Work order | Below are lines of data; count those containing the word "impl" and write nothing but the number.

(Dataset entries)

---

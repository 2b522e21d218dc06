use std::collections::HashMap;
use std::sync::atomic::{AtomicU64, Ordering};
use std::sync::Arc;
use std::time::{Duration, Instant};

use tokio::sync::Mutex;

use crate::config::AppConfig;
use crate::error::AppError;

/// Fixed-window request limiter keyed by endpoint and device.
///
/// Expired windows are dropped on every check, so idle devices do not
/// accumulate.
#[derive(Clone)]
pub struct EndpointRateLimiter {
    windows: Arc<Mutex<HashMap<(ProtectedEndpoint, String), DeviceWindow>>>,
    window: Duration,
    diff_limit: u32,
    commit_limit: u32,
    metrics: Arc<RateLimitMetrics>,
}

#[derive(Debug, Clone, Copy, PartialEq, Eq, Hash)]
pub enum ProtectedEndpoint {
    SyncDiff,
    SyncCommit,
}

#[derive(Default)]
struct RateLimitMetrics {
    diff_allowed: AtomicU64,
    diff_limited: AtomicU64,
    commit_allowed: AtomicU64,
    commit_limited: AtomicU64,
}

#[derive(Debug, Clone, Copy, serde::Serialize)]
#[serde(rename_all = "camelCase")]
pub struct RateLimitMetricsSnapshot {
    pub diff_allowed: u64,
    pub diff_limited: u64,
    pub commit_allowed: u64,
    pub commit_limited: u64,
}

#[derive(Debug, Clone, Copy)]
struct DeviceWindow {
    started_at: Instant,
    count: u32,
}

impl EndpointRateLimiter {
    pub fn from_config(config: &AppConfig) -> Self {
        Self::new(
            config.rate_limit_window,
            config.sync_diff_rate_limit_per_window,
            config.sync_commit_rate_limit_per_window,
        )
    }

    fn new(window: Duration, diff_limit: u32, commit_limit: u32) -> Self {
        Self {
            windows: Arc::new(Mutex::new(HashMap::new())),
            window,
            diff_limit,
            commit_limit,
            metrics: Arc::new(RateLimitMetrics::default()),
        }
    }

    pub async fn check(&self, endpoint: ProtectedEndpoint, device_id: &str) -> Result<(), AppError> {
        let limit = match endpoint {
            ProtectedEndpoint::SyncDiff => self.diff_limit,
            ProtectedEndpoint::SyncCommit => self.commit_limit,
        };

        let now = Instant::now();
        let mut windows = self.windows.lock().await;
        windows.retain(|_, window| now.duration_since(window.started_at) < self.window);
        let entry = windows
            .entry((endpoint, device_id.to_string()))
            .or_insert(DeviceWindow {
                started_at: now,
                count: 0,
            });

        if entry.count >= limit {
            let retry_after_secs = self
                .window
                .saturating_sub(now.duration_since(entry.started_at))
                .as_secs();
            self.metric(endpoint, true).fetch_add(1, Ordering::Relaxed);
            tracing::warn!(
                endpoint = endpoint.label(),
                device = device_id,
                retry_after_secs,
                "Rate limit exceeded"
            );
            return Err(AppError::too_many_requests(
                "Rate limit exceeded for sync endpoint",
                retry_after_secs,
            ));
        }

        entry.count += 1;
        self.metric(endpoint, false).fetch_add(1, Ordering::Relaxed);
        Ok(())
    }

    #[cfg(test)]
    async fn tracked_windows(&self) -> usize {
        self.windows.lock().await.len()
    }

    pub fn metrics_snapshot(&self) -> RateLimitMetricsSnapshot {
        RateLimitMetricsSnapshot {
            diff_allowed: self.metrics.diff_allowed.load(Ordering::Relaxed),
            diff_limited: self.metrics.diff_limited.load(Ordering::Relaxed),
            commit_allowed: self.metrics.commit_allowed.load(Ordering::Relaxed),
            commit_limited: self.metrics.commit_limited.load(Ordering::Relaxed),
        }
    }

    fn metric(&self, endpoint: ProtectedEndpoint, limited: bool) -> &AtomicU64 {
        match (endpoint, limited) {
            (ProtectedEndpoint::SyncDiff, false) => &self.metrics.diff_allowed,
            (ProtectedEndpoint::SyncDiff, true) => &self.metrics.diff_limited,
            (ProtectedEndpoint::SyncCommit, false) => &self.metrics.commit_allowed,
            (ProtectedEndpoint::SyncCommit, true) => &self.metrics.commit_limited,
        }
    }
}

impl ProtectedEndpoint {
    pub const fn label(self) -> &'static str {
        match self {
            Self::SyncDiff => "sync_diff",
            Self::SyncCommit => "sync_commit",
        }
    }
}

#[cfg(test)]
mod tests {
    use super::*;

    #[tokio::test]
    async fn rate_limiter_blocks_after_limit() {
        let limiter = EndpointRateLimiter::new(Duration::from_secs(60), 2, 2);

        limiter
            .check(ProtectedEndpoint::SyncDiff, "device-a")
            .await
            .unwrap();
        limiter
            .check(ProtectedEndpoint::SyncDiff, "device-a")
            .await
            .unwrap();

        let err = limiter
            .check(ProtectedEndpoint::SyncDiff, "device-a")
            .await
            .unwrap_err();
        assert!(matches!(err, AppError::TooManyRequests(_, _)));

        let metrics = limiter.metrics_snapshot();
        assert_eq!(metrics.diff_allowed, 2);
        assert_eq!(metrics.diff_limited, 1);
    }

    #[tokio::test]
    async fn limits_are_per_device_and_endpoint() {
        let limiter = EndpointRateLimiter::new(Duration::from_secs(60), 1, 1);

        limiter
            .check(ProtectedEndpoint::SyncDiff, "device-a")
            .await
            .unwrap();
        limiter
            .check(ProtectedEndpoint::SyncDiff, "device-b")
            .await
            .unwrap();
        limiter
            .check(ProtectedEndpoint::SyncCommit, "device-a")
            .await
            .unwrap();

        assert_eq!(limiter.metrics_snapshot().commit_allowed, 1);
    }

    #[tokio::test]
    async fn expired_windows_are_dropped() {
        let limiter = EndpointRateLimiter::new(Duration::from_secs(60), 5, 5);
        limiter
            .check(ProtectedEndpoint::SyncDiff, "device-a")
            .await
            .unwrap();
        limiter
            .check(ProtectedEndpoint::SyncDiff, "device-b")
            .await
            .unwrap();
        assert_eq!(limiter.tracked_windows().await, 2);

        let limiter = EndpointRateLimiter::new(Duration::ZERO, 1, 1);
        for device in ["device-a", "device-b", "device-c"] {
            limiter
                .check(ProtectedEndpoint::SyncCommit, device)
                .await
                .unwrap();
        }
        assert_eq!(limiter.tracked_windows().await, 1);
    }
}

---

Solved problem | 2